Elastic fields of double branched and Kalthoff–Winkler cracks in a half-plane

Abstract

We demonstrate in this paper a combination of the Schwarz–Christoffel mapping and Muskhelishvili’s approach with fractional function series in solving the elastic fields of a cracked half-plane, and zoom in on two typical problems, a double branched crack with two rays emanating from one point on the edge and two edge cracks spaced by a certain distance. Typical loading conditions are considered, including far-field uniform tensile stress and concentrated loads along either the tangential or the normal direction of the free surface. We supply a semi-analytic solution to those boundary-value problems in the cracked half-plane, and validate the theory by comparing the theoretical results in terms of stress fields, stress intensity factors (SIFs) and crack opening displacement (COD) with those from finite-element simulations.

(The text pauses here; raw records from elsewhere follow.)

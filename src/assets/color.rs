use crate::foundation::core::Rgba8Premul;
use serde::{Deserialize, Serialize};

/// Straight-alpha colour with normalized `0..=1` channels.
///
/// Deserializes from `"#RRGGBB"`, `"#RRGGBBAA"`, `{r,g,b[,a]}`, `{h,s,l[,a]}` or `[r,g,b(,a)]`
/// and serializes back to a hex string.
#[derive(Debug, Clone, Copy, PartialEq)]
pub struct Color {
    /// Red channel.
    pub r: f64,
    /// Green channel.
    pub g: f64,
    /// Blue channel.
    pub b: f64,
    /// Alpha channel.
    pub a: f64,
}

impl Color {
    /// Opaque white.
    pub const WHITE: Color = Color::rgba(1.0, 1.0, 1.0, 1.0);
    /// Opaque black.
    pub const BLACK: Color = Color::rgba(0.0, 0.0, 0.0, 1.0);

    /// Build a colour from normalized channels.
    pub const fn rgba(r: f64, g: f64, b: f64, a: f64) -> Self {
        Self { r, g, b, a }
    }

    /// Build an opaque colour from 8-bit channels.
    pub fn from_rgb8(r: u8, g: u8, b: u8) -> Self {
        Self::rgba(
            f64::from(r) / 255.0,
            f64::from(g) / 255.0,
            f64::from(b) / 255.0,
            1.0,
        )
    }

    /// Parse a `#RRGGBB` / `#RRGGBBAA` string.
    pub fn from_hex(s: &str) -> Result<Self, String> {
        parse_hex(s)
    }

    /// Straight-alpha 8-bit channels.
    pub fn to_rgba8(self) -> [u8; 4] {
        [
            to_u8(self.r),
            to_u8(self.g),
            to_u8(self.b),
            to_u8(self.a),
        ]
    }

    /// Premultiplied 8-bit channels, as stored in raster buffers.
    pub fn to_rgba8_premul(self) -> Rgba8Premul {
        let [r, g, b, a] = self.to_rgba8();
        Rgba8Premul::from_straight_rgba(r, g, b, a)
    }

    /// Lowercase `#rrggbb` (or `#rrggbbaa` when not opaque).
    pub fn to_hex(self) -> String {
        let [r, g, b, a] = self.to_rgba8();
        if a == 255 {
            format!("#{r:02x}{g:02x}{b:02x}")
        } else {
            format!("#{r:02x}{g:02x}{b:02x}{a:02x}")
        }
    }

    /// WCAG relative luminance of the colour channels (alpha ignored).
    pub fn relative_luminance(self) -> f64 {
        fn lin(c: f64) -> f64 {
            let c = c.clamp(0.0, 1.0);
            if c <= 0.039_28 {
                c / 12.92
            } else {
                ((c + 0.055) / 1.055).powf(2.4)
            }
        }
        0.2126 * lin(self.r) + 0.7152 * lin(self.g) + 0.0722 * lin(self.b)
    }

    /// `true` when light text reads better than dark text on this colour.
    pub fn is_dark(self) -> bool {
        // Crossover point where contrast against white equals contrast against black.
        self.relative_luminance() < 0.179
    }

    /// Text colour that contrasts with this background.
    pub fn contrast_text(self) -> Color {
        if self.is_dark() {
            Color::WHITE
        } else {
            Color::BLACK
        }
    }

    /// Hue in degrees, saturation and lightness in percent.
    pub fn to_hsl(self) -> (f64, f64, f64) {
        let (r, g, b) = (
            self.r.clamp(0.0, 1.0),
            self.g.clamp(0.0, 1.0),
            self.b.clamp(0.0, 1.0),
        );
        let max = r.max(g).max(b);
        let min = r.min(g).min(b);
        let l = (max + min) / 2.0;
        if max == min {
            return (0.0, 0.0, l * 100.0);
        }
        let d = max - min;
        let s = if l > 0.5 {
            d / (2.0 - max - min)
        } else {
            d / (max + min)
        };
        let h = if max == r {
            (g - b) / d + if g < b { 6.0 } else { 0.0 }
        } else if max == g {
            (b - r) / d + 2.0
        } else {
            (r - g) / d + 4.0
        };
        (h / 6.0 * 360.0, s * 100.0, l * 100.0)
    }

    /// Build an opaque colour from hue in degrees and saturation/lightness in percent.
    pub fn from_hsl_percent(h: f64, s: f64, l: f64) -> Self {
        hsla_to_rgba(h, s / 100.0, l / 100.0, 1.0)
    }
}

fn to_u8(x: f64) -> u8 {
    (x.clamp(0.0, 1.0) * 255.0).round() as u8
}

impl Serialize for Color {
    fn serialize<S>(&self, serializer: S) -> Result<S::Ok, S::Error>
    where
        S: serde::Serializer,
    {
        serializer.serialize_str(&self.to_hex())
    }
}

impl<'de> Deserialize<'de> for Color {
    fn deserialize<D>(deserializer: D) -> Result<Self, D::Error>
    where
        D: serde::Deserializer<'de>,
    {
        #[derive(Deserialize)]
        #[serde(untagged)]
        enum Repr {
            Hex(String),
            RgbaObj {
                r: f64,
                g: f64,
                b: f64,
                #[serde(default = "one")]
                a: f64,
            },
            HslaObj {
                h: f64,
                s: f64,
                l: f64,
                #[serde(default = "one")]
                a: f64,
            },
            Arr(Vec<f64>),
        }

        fn one() -> f64 {
            1.0
        }

        match Repr::deserialize(deserializer)? {
            Repr::Hex(s) => parse_hex(&s).map_err(serde::de::Error::custom),
            Repr::RgbaObj { r, g, b, a } => Ok(Self::rgba(r, g, b, a)),
            Repr::HslaObj { h, s, l, a } => Ok(hsla_to_rgba(h, s, l, a)),
            Repr::Arr(v) => match v.as_slice() {
                [r, g, b] => Ok(Self::rgba(*r, *g, *b, 1.0)),
                [r, g, b, a] => Ok(Self::rgba(*r, *g, *b, *a)),
                _ => Err(serde::de::Error::custom(
                    "rgba array must have len 3 ([r,g,b]) or 4 ([r,g,b,a])",
                )),
            },
        }
    }
}

fn parse_hex(s: &str) -> Result<Color, String> {
    let s = s.trim();
    let s = s.strip_prefix('#').unwrap_or(s);

    fn hex_byte(pair: &str) -> Result<u8, String> {
        u8::from_str_radix(pair, 16).map_err(|_| format!("invalid hex byte \"{pair}\""))
    }

    if !s.is_ascii() {
        return Err("hex color must be ASCII".to_owned());
    }

    let (r, g, b, a) = match s.len() {
        6 => (
            hex_byte(&s[0..2])?,
            hex_byte(&s[2..4])?,
            hex_byte(&s[4..6])?,
            255,
        ),
        8 => (
            hex_byte(&s[0..2])?,
            hex_byte(&s[2..4])?,
            hex_byte(&s[4..6])?,
            hex_byte(&s[6..8])?,
        ),
        _ => {
            return Err("hex color must be #RRGGBB or #RRGGBBAA (case-insensitive)".to_owned());
        }
    };

    Ok(Color::rgba(
        f64::from(r) / 255.0,
        f64::from(g) / 255.0,
        f64::from(b) / 255.0,
        f64::from(a) / 255.0,
    ))
}

fn hsla_to_rgba(h: f64, s: f64, l: f64, a: f64) -> Color {
    let h = (h % 360.0 + 360.0) % 360.0 / 360.0;
    let s = s.clamp(0.0, 1.0);
    let l = l.clamp(0.0, 1.0);

    if s == 0.0 {
        return Color::rgba(l, l, l, a);
    }

    fn hue_to_rgb(p: f64, q: f64, mut t: f64) -> f64 {
        if t < 0.0 {
            t += 1.0;
        }
        if t > 1.0 {
            t -= 1.0;
        }
        if t < 1.0 / 6.0 {
            return p + (q - p) * 6.0 * t;
        }
        if t < 1.0 / 2.0 {
            return q;
        }
        if t < 2.0 / 3.0 {
            return p + (q - p) * (2.0 / 3.0 - t) * 6.0;
        }
        p
    }

    let q = if l < 0.5 {
        l * (1.0 + s)
    } else {
        l + s - l * s
    };
    let p = 2.0 * l - q;

    Color::rgba(
        hue_to_rgb(p, q, h + 1.0 / 3.0),
        hue_to_rgb(p, q, h),
        hue_to_rgb(p, q, h - 1.0 / 3.0),
        a,
    )
}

The theoretical approach shows how two edge cracks may shield the stress intensity factors of each other in a quantitative manner. For the typical Kalthoff–Winkler cracks of length a and being spaced by a distance d, their SIFs KI decay with decreasing d, and KI=KI0−KI1[1−exp(−a/d)]. It converges to KI0—the SIF of a single edge crack when d approaches to infinity. Those observations and the theory approach itself provide a general way to analyze the mechanical consequence of edge cracks in engineering practice.